The primary façades utilize a repeating angled motif which creates a strong zig-zag aesthetic typical of Art Deco architecture. The marquee is supported by its original 1930 iron braces, and consists of neon lights and Plexiglas lettering, with a coffered ceiling inset, a sunburst pattern and recessed lights. The entrance has a large open lobby surfaced with red tile and reeded pilasters and contains a terrazzo floor exhibiting a starburst pattern. A Regency-style ticket booth decorates the front of the lobby. The main theater is the most intact portion of the entire theater. It retains the original proscenium arch and decorative organ screens which consist of a lattice of interlocking chevrons and diamonds painted gold. The exits to the theatre are dated from 1946 and are topped by two large rococo scroll pelmets. The ceiling is metal lathe and plaster with a recessed central panel framed with a decorative cornice featuring an Art Deco metal light fixture.

Preservation efforts 
In 2010, the Regency Theaters was forced to shut down due to a leaky roof, leaving the Fairfax Theatre vacant for more than a decade.

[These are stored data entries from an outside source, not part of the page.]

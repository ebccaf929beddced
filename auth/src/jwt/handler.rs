use jsonwebtoken::decode;
use jsonwebtoken::encode;
use jsonwebtoken::errors::ErrorKind;
use jsonwebtoken::Algorithm;
use jsonwebtoken::DecodingKey;
use jsonwebtoken::EncodingKey;
use jsonwebtoken::Header;
use jsonwebtoken::Validation;

use super::claims::Claims;
use super::errors::JwtError;

/// HS256 token signer and verifier.
///
/// The same secret backs both the encoding and the decoding key, so a token
/// signed by one handler verifies on any handler built from the same secret.
pub struct JwtHandler {
    encoding_key: EncodingKey,
    decoding_key: DecodingKey,
    algorithm: Algorithm,
}

impl JwtHandler {
    /// Create a new JWT handler with a secret key.
    ///
    /// # Security Notes
    /// - The secret should be at least 256 bits (32 bytes) for HS256
    /// - Load it from configuration, never from code
    pub fn new(secret: &[u8]) -> Self {
        Self {
            encoding_key: EncodingKey::from_secret(secret),
            decoding_key: DecodingKey::from_secret(secret),
            algorithm: Algorithm::HS256,
        }
    }

    /// Sign `claims` into a compact JWT.
    ///
    /// # Errors
    /// * `EncodingFailed` - Token encoding failed
    pub fn encode(&self, claims: &Claims) -> Result<String, JwtError> {
        encode(&Header::new(self.algorithm), claims, &self.encoding_key)
            .map_err(|e| JwtError::EncodingFailed(e.to_string()))
    }

    /// Verify signature and expiry, then return the claims.
    ///
    /// `exp` and `sub` are required and no clock leeway is granted.
    ///
    /// # Errors
    /// * `Malformed` - Token is not a decodable JWT
    /// * `InvalidSignature` - Token was not signed with this secret
    /// * `TokenExpired` - `exp` is in the past
    /// * `InvalidToken` - Any other validation failure
    pub fn decode(&self, token: &str) -> Result<Claims, JwtError> {
        let mut validation = Validation::new(self.algorithm);
        validation.leeway = 0;
        validation.set_required_spec_claims(&["exp", "sub"]);

        decode::<Claims>(token, &self.decoding_key, &validation)
            .map(|data| data.claims)
            .map_err(|e| match e.kind() {
                ErrorKind::ExpiredSignature => JwtError::TokenExpired,
                ErrorKind::InvalidSignature => JwtError::InvalidSignature,
                ErrorKind::InvalidToken
                | ErrorKind::Base64(_)
                | ErrorKind::Json(_)
                | ErrorKind::Utf8(_) => JwtError::Malformed(e.to_string()),
                _ => JwtError::InvalidToken(e.to_string()),
            })
    }
}

#[cfg(test)]
mod tests {
    use chrono::Duration;
    use chrono::Utc;

    use super::*;

    const SECRET: &[u8] = b"my_secret_key_at_least_32_bytes_long!";

    #[test]
    fn test_encode_and_decode() {
        let handler = JwtHandler::new(SECRET);
        let claims = Claims::issue_now("alice", Duration::hours(1)).unwrap();

        let token = handler.encode(&claims).expect("Failed to encode token");
        let decoded = handler.decode(&token).expect("Failed to decode token");

        assert_eq!(decoded, claims);
    }

    #[test]
    fn test_decode_garbage() {
        let handler = JwtHandler::new(SECRET);

        let result = handler.decode("invalid.token.here");
        assert!(matches!(result, Err(JwtError::Malformed(_))));

        let result = handler.decode("");
        assert!(result.is_err());
    }

    #[test]
    fn test_decode_with_wrong_secret() {
        let signer = JwtHandler::new(b"secret1_at_least_32_bytes_long_key!");
        let verifier = JwtHandler::new(b"secret2_at_least_32_bytes_long_key!");

        let token = signer
            .encode(&Claims::issue_now("alice", Duration::hours(1)).unwrap())
            .unwrap();

        assert_eq!(verifier.decode(&token), Err(JwtError::InvalidSignature));
    }

    #[test]
    fn test_decode_tampered_signature() {
        let handler = JwtHandler::new(SECRET);
        let token = handler
            .encode(&Claims::issue_now("alice", Duration::hours(1)).unwrap())
            .unwrap();

        let (unsigned, signature) = token.rsplit_once('.').unwrap();
        let flipped = if signature.starts_with('A') { 'B' } else { 'A' };
        let tampered = format!("{}.{}{}", unsigned, flipped, &signature[1..]);

        assert!(handler.decode(&tampered).is_err());
    }

    #[test]
    fn test_decode_expired() {
        let handler = JwtHandler::new(SECRET);
        let issued_at = Utc::now() - Duration::hours(2);
        let claims = Claims::new("alice", issued_at, Duration::hours(1)).unwrap();

        let token = handler.encode(&claims).unwrap();

        assert_eq!(handler.decode(&token), Err(JwtError::TokenExpired));
    }
}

A proposed redevelopment project that was approved approximately ten years ago currently threatens the Fairfax Theatre.

In 2010, preservationists from a group called Friends of the Fairfax Theatre tried to have the building designated as historic, but the LA Cultural Heritage Commission denied the application. Since then, new information was discovered through previously unavailable archives about the extensive history of the building and its cultural significance to the Jewish community living in Beverly-Fairfax.

On July 30th, 2021, the State Historic Resources Commission voted unanimously to add the theatre to the National Register of Historic Places. The nomination for the National Register of Historic Places was supported by members of UCLA's Mapping Jewish LA Project, the president of Hadassah of Southern California, and the Holocaust Museum of LA, and Councilmember Paul Koretz.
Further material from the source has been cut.